* [Exercise details]:
All lines in the material below that hold "const" should be found and copied.

* [Source data]:
§ §

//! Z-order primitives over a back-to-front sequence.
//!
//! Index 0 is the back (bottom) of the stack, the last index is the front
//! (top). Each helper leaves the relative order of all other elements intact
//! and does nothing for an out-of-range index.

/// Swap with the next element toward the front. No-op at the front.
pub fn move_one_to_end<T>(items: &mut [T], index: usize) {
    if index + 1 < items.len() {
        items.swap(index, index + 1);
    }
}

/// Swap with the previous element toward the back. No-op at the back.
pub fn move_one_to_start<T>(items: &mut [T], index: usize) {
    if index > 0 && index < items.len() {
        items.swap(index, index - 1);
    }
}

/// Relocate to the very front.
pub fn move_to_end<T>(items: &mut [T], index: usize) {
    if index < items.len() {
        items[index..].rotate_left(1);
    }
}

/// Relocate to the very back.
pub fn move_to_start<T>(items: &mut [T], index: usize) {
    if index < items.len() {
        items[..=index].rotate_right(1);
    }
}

§ §

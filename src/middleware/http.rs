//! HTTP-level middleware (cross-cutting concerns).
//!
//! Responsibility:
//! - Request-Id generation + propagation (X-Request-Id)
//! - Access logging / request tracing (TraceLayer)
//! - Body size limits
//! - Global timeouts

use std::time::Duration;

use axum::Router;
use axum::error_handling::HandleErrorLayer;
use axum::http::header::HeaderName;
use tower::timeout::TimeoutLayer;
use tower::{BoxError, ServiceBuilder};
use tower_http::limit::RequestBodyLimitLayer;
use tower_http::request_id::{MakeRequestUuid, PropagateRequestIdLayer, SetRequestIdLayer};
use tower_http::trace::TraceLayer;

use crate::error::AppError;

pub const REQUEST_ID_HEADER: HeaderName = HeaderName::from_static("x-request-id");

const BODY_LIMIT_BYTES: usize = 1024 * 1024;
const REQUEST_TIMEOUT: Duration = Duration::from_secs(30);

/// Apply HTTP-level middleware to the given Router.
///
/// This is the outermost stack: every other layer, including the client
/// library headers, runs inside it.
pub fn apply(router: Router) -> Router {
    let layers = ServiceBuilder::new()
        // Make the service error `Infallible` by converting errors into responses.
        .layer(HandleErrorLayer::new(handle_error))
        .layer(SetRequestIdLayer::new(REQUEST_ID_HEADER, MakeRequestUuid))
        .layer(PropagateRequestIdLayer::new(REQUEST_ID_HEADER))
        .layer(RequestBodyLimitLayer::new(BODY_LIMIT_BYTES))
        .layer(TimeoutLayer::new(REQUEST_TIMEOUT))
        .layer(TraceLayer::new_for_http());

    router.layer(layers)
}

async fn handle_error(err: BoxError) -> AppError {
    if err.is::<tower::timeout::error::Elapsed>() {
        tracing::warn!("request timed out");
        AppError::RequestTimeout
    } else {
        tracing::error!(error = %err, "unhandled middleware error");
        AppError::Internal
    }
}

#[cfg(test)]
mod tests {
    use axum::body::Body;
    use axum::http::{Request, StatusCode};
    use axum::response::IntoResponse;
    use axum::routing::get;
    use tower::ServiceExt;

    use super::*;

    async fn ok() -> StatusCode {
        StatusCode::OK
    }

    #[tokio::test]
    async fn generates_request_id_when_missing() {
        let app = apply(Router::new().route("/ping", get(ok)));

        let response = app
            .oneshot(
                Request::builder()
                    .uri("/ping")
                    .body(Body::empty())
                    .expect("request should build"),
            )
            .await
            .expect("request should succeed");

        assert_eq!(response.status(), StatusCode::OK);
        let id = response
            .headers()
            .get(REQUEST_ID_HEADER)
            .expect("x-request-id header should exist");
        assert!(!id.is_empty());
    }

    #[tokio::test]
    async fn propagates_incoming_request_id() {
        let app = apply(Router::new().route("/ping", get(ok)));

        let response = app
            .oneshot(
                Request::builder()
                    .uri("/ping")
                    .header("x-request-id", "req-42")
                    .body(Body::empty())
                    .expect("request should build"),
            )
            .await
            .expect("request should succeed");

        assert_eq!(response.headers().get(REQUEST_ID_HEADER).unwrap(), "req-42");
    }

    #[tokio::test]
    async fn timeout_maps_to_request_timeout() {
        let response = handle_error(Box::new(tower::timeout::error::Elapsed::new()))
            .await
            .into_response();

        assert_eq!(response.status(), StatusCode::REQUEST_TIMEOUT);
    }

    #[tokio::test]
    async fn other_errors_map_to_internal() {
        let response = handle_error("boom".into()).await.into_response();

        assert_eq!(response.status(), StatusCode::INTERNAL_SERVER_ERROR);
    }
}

§ §

* [Written answer]:
pub const REQUEST_ID_HEADER: HeaderName = HeaderName::from_static("x-request-id");
const BODY_LIMIT_BYTES: usize = 1024 * 1024;
const REQUEST_TIMEOUT: Duration = Duration::from_secs(30);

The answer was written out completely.